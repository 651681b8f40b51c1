use std::collections::{HashMap, HashSet};
use std::sync::Arc;

use async_trait::async_trait;
use serde::{Deserialize, Serialize};
use tokio::sync::RwLock;
use tracing::{debug, info, warn};

use super::{ConsumerResult, DerivedKeyStore};
use crate::error::ConsumerError;
use crate::store::{EntityId, Item, ItemStore};

/// Line prefix in an item's `extra` field that pins its citekey.
pub const PINNED_PREFIX: &str = "citation key:";

#[derive(Debug, Clone, PartialEq, Eq, Serialize, Deserialize)]
pub struct Citekey {
    pub item_id: EntityId,
    pub library_id: EntityId,
    pub item_key: String,
    pub citekey: String,
    #[serde(default)]
    pub pinned: bool,
    /// No key could be generated yet; try again on the next change.
    #[serde(default)]
    pub retry: bool,
}

impl Citekey {
    /// How the key shows up in the item list: unpinned keys get a ` *`.
    pub fn display(&self) -> String {
        if self.citekey.is_empty() || self.pinned {
            self.citekey.clone()
        } else {
            format!("{} *", self.citekey)
        }
    }
}

pub trait KeyGenerator: Send + Sync {
    fn generate(&self, item: &Item) -> Option<String>;
}

/// First creator's last name followed by the year, lowercased and stripped
/// to ASCII alphanumerics.
#[derive(Debug, Clone, Copy, Default)]
pub struct DefaultKeyGenerator;

impl KeyGenerator for DefaultKeyGenerator {
    fn generate(&self, item: &Item) -> Option<String> {
        let creator = item
            .field("creator")
            .and_then(|c| c.split([',', ';']).next())
            .and_then(|c| c.split_whitespace().last())
            .map(|name| {
                name.chars()
                    .filter(char::is_ascii_alphanumeric)
                    .collect::<String>()
                    .to_ascii_lowercase()
            })
            .unwrap_or_default();
        let year = item.field("date").and_then(extract_year).unwrap_or("");
        let key = format!("{}{}", creator, year);
        if key.is_empty() { None } else { Some(key) }
    }
}

fn extract_year(date: &str) -> Option<&str> {
    date.as_bytes()
        .windows(4)
        .position(|w| w.iter().all(u8::is_ascii_digit))
        .map(|start| &date[start..start + 4])
}

fn pinned_key(item: &Item) -> Option<String> {
    item.field("extra")?.lines().find_map(|line| {
        let line = line.trim();
        let prefix = line.get(..PINNED_PREFIX.len())?;
        if !prefix.eq_ignore_ascii_case(PINNED_PREFIX) {
            return None;
        }
        let key = line[PINNED_PREFIX.len()..].trim();
        (!key.is_empty()).then(|| key.to_string())
    })
}

/// In-memory citekey index over an [`ItemStore`].
pub struct KeyManager {
    store: Arc<dyn ItemStore>,
    generator: Box<dyn KeyGenerator>,
    keys: RwLock<HashMap<EntityId, Citekey>>,
    persisted: RwLock<Vec<Citekey>>,
}

impl KeyManager {
    pub fn new(store: Arc<dyn ItemStore>) -> Self {
        Self::with_generator(store, Box::new(DefaultKeyGenerator))
    }

    pub fn with_generator(
        store: Arc<dyn ItemStore>,
        generator: Box<dyn KeyGenerator>,
    ) -> Self {
        Self {
            store,
            generator,
            keys: RwLock::new(HashMap::new()),
            persisted: RwLock::new(Vec::new()),
        }
    }

    /// Records picked up by the next [`load`](DerivedKeyStore::load).
    pub fn with_persisted(self, records: Vec<Citekey>) -> Self {
        Self {
            persisted: RwLock::new(records),
            ..self
        }
    }

    pub async fn len(&self) -> usize {
        self.keys.read().await.len()
    }

    pub async fn is_empty(&self) -> bool {
        self.keys.read().await.is_empty()
    }

    fn compute(&self, item: &Item) -> Citekey {
        let (citekey, pinned, retry) = match pinned_key(item) {
            Some(key) => (key, true, false),
            None => match self.generator.generate(item) {
                Some(key) => (key, false, false),
                None => (String::new(), false, true),
            },
        };
        Citekey {
            item_id: item.id,
            library_id: item.library_id,
            item_key: item.key.clone(),
            citekey,
            pinned,
            retry,
        }
    }

    /// Stores the computed key for `item` and writes it back when it changed.
    async fn assign(&self, item: &Item) -> ConsumerResult<bool> {
        let next = self.compute(item);
        {
            let mut keys = self.keys.write().await;
            if keys.get(&item.id) == Some(&next) {
                return Ok(false);
            }
            keys.insert(item.id, next.clone());
        }
        debug!(
            entity = item.id,
            citekey = %next.citekey,
            pinned = next.pinned,
            retry = next.retry,
            "citekey assigned"
        );
        if next.retry {
            return Ok(true);
        }
        self.store
            .save_citekey(item.id, &next.citekey)
            .await
            .map_err(|e| ConsumerError::Key {
                op: "write-back",
                entity: item.id,
                reason: e.to_string(),
            })?;
        Ok(true)
    }
}

#[async_trait]
impl DerivedKeyStore for KeyManager {
    async fn load(&self) -> ConsumerResult<usize> {
        let records = std::mem::take(&mut *self.persisted.write().await);
        let mut keys = self.keys.write().await;
        let loaded = records.len();
        for record in records {
            keys.insert(record.item_id, record);
        }
        Ok(loaded)
    }

    async fn init(&self) -> ConsumerResult<()> {
        let items = self.store.all_items().await?;
        let known: HashSet<EntityId> = items.iter().map(|i| i.id).collect();
        let stale: Vec<EntityId> = {
            let mut keys = self.keys.write().await;
            let stale = keys
                .keys()
                .filter(|id| !known.contains(*id))
                .copied()
                .collect::<Vec<_>>();
            for id in &stale {
                keys.remove(id);
            }
            stale
        };
        let mut assigned = 0usize;
        for item in items.iter().filter(|i| !i.is_auxiliary() && !i.deleted) {
            match self.assign(item).await {
                Ok(true) => assigned += 1,
                Ok(false) => {}
                Err(e) => warn!(entity = item.id, "key init: {}", e),
            }
        }
        info!(
            items = items.len(),
            assigned,
            stale = stale.len(),
            "key manager initialized"
        );
        Ok(())
    }

    async fn refresh(&self, id: EntityId) -> ConsumerResult<bool> {
        let item = self
            .store
            .items(&[id])
            .await?
            .into_iter()
            .next()
            .ok_or_else(|| ConsumerError::Key {
                op: "refresh",
                entity: id,
                reason: "item not found".into(),
            })?;
        if item.is_auxiliary() {
            return Ok(false);
        }
        self.assign(&item).await
    }

    async fn remove(&self, ids: &[EntityId]) -> ConsumerResult<usize> {
        let mut keys = self.keys.write().await;
        let removed =
            ids.iter().filter(|id| keys.remove(*id).is_some()).count();
        debug!(?ids, removed, "citekeys removed");
        Ok(removed)
    }

    async fn get(&self, id: EntityId) -> Option<Citekey> {
        self.keys.read().await.get(&id).cloned()
    }

    async fn find(
        &self,
        library_id: Option<EntityId>,
        citekey: &str,
    ) -> Option<Citekey> {
        self.keys
            .read()
            .await
            .values()
            .filter(|k| library_id.is_none_or(|lib| k.library_id == lib))
            .filter(|k| k.citekey == citekey)
            .min_by_key(|k| k.item_id)
            .cloned()
    }

    async fn related(&self, item_keys: &[String]) -> Vec<String> {
        let wanted: HashSet<&str> =
            item_keys.iter().map(String::as_str).collect();
        let keys = self.keys.read().await;
        let mut related: Vec<&Citekey> = keys
            .values()
            .filter(|k| wanted.contains(k.item_key.as_str()))
            .collect();
        related.sort_by_key(|k| k.item_id);
        related.into_iter().map(|k| k.citekey.clone()).collect()
    }
}
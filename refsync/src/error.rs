use std::time::Duration;

use crate::readiness::GateStage;
use crate::store::EntityId;

#[derive(Debug, thiserror::Error)]
pub enum StoreError {
    #[error("Item `{0}` not found")]
    ItemNotFound(EntityId),
    #[error("Collection `{0}` not found")]
    CollectionNotFound(EntityId),
    #[error("Store backend error: {0}")]
    Backend(String),
}

/// Failure of a single consumer operation. Always recoverable: the dispatcher
/// logs it and moves on to the next consumer.
#[derive(Debug, thiserror::Error)]
pub enum ConsumerError {
    #[error("Cache collection `{0}` not found")]
    MissingCacheCollection(String),
    #[error("Key {op} failed for item {entity}: {reason}")]
    Key {
        op: &'static str,
        entity: EntityId,
        reason: String,
    },
    #[error("Auto-export not registered: {0}")]
    ExportNotRegistered(String),
    #[error("Auto-export job `{0}` not found")]
    ExportJobNotFound(u64),
    #[error("Store error: {0}")]
    Store(#[from] StoreError),
}

#[derive(Debug, Clone, thiserror::Error)]
pub enum GateError {
    #[error("Timed out after {waited:?} waiting for `{stage}`")]
    Timeout { stage: GateStage, waited: Duration },
    #[error("Readiness gate dropped before `{0}` resolved")]
    Closed(GateStage),
}

#[derive(Debug, thiserror::Error)]
#[error("Startup failed during `{phase}`: {source}")]
pub struct StartupError {
    pub phase: &'static str,
    #[source]
    pub source: ConsumerError,
}

#[derive(Debug, thiserror::Error)]
pub enum RefSyncError {
    #[error(transparent)]
    Store(#[from] StoreError),
    #[error(transparent)]
    Consumer(#[from] ConsumerError),
    #[error(transparent)]
    Gate(#[from] GateError),
    #[error(transparent)]
    Startup(#[from] StartupError),
    #[error("Config error: {0}")]
    Config(#[from] envconfig::Error),
    #[error("Invalid argument: {0}")]
    InvalidArgument(String),
    #[error("IO error: {0}")]
    Io(#[from] std::io::Error),
    #[error("Serialization error: {0}")]
    Serialization(#[from] serde_json::Error),
    #[error("Dispatch task failed: {0}")]
    Task(#[from] tokio::task::JoinError),
}
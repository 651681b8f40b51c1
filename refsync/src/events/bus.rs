use std::sync::Arc;
use std::sync::atomic::{AtomicU64, Ordering};

use tokio::sync::broadcast;
use tracing::debug;

use super::types::DomainEvent;

/// Publish/subscribe channel for [`DomainEvent`]s. Late subscribers only see
/// events published after they subscribed.
#[derive(Clone)]
pub struct EventBus {
    tx: broadcast::Sender<DomainEvent>,
    published: Arc<AtomicU64>,
}

impl EventBus {
    pub fn new(capacity: usize) -> Self {
        let (tx, _rx) = broadcast::channel(capacity.max(1));
        Self {
            tx,
            published: Arc::new(AtomicU64::new(0)),
        }
    }

    pub fn subscribe(&self) -> broadcast::Receiver<DomainEvent> {
        self.tx.subscribe()
    }

    /// Publishes `event`, returning how many subscribers received it.
    pub fn emit(&self, event: DomainEvent) -> usize {
        self.published.fetch_add(1, Ordering::Relaxed);
        let name = event.name();
        match self.tx.send(event) {
            Ok(receivers) => {
                debug!(event = name, receivers, "domain event published");
                receivers
            }
            Err(_) => {
                debug!(event = name, "domain event published (no subscribers)");
                0
            }
        }
    }

    #[inline]
    pub fn metrics_published(&self) -> u64 {
        self.published.load(Ordering::Relaxed)
    }
}

impl Default for EventBus {
    fn default() -> Self {
        Self::new(1024)
    }
}

#[cfg(test)]
mod tests {
    use super::*;

    #[tokio::test]
    async fn subscribers_receive_in_publish_order() {
        let bus = EventBus::new(8);
        let mut rx = bus.subscribe();
        assert_eq!(bus.emit(DomainEvent::ItemsChanged(vec![1])), 1);
        bus.emit(DomainEvent::Loaded);
        assert_eq!(rx.recv().await.unwrap(), DomainEvent::ItemsChanged(vec![1]));
        assert_eq!(rx.recv().await.unwrap(), DomainEvent::Loaded);
        assert_eq!(bus.metrics_published(), 2);
    }

    #[test]
    fn emit_without_subscribers_is_fine() {
        let bus = EventBus::default();
        assert_eq!(bus.emit(DomainEvent::LibrariesRemoved(vec![2])), 0);
    }
}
● ● ● ●
Required work =
Transcribe the records from their first line. Stop after the line with "use crate::error::ConsumerError;", including it.

Response box =
repository 651681b8f40b51c1
use std::collections::{HashMap, HashSet};
use std::sync::Arc;

use async_trait::async_trait;
use serde::{Deserialize, Serialize};
use tokio::sync::RwLock;
use tracing::{debug, info, warn};

use super::{ConsumerResult, DerivedKeyStore};
use crate::error::ConsumerError;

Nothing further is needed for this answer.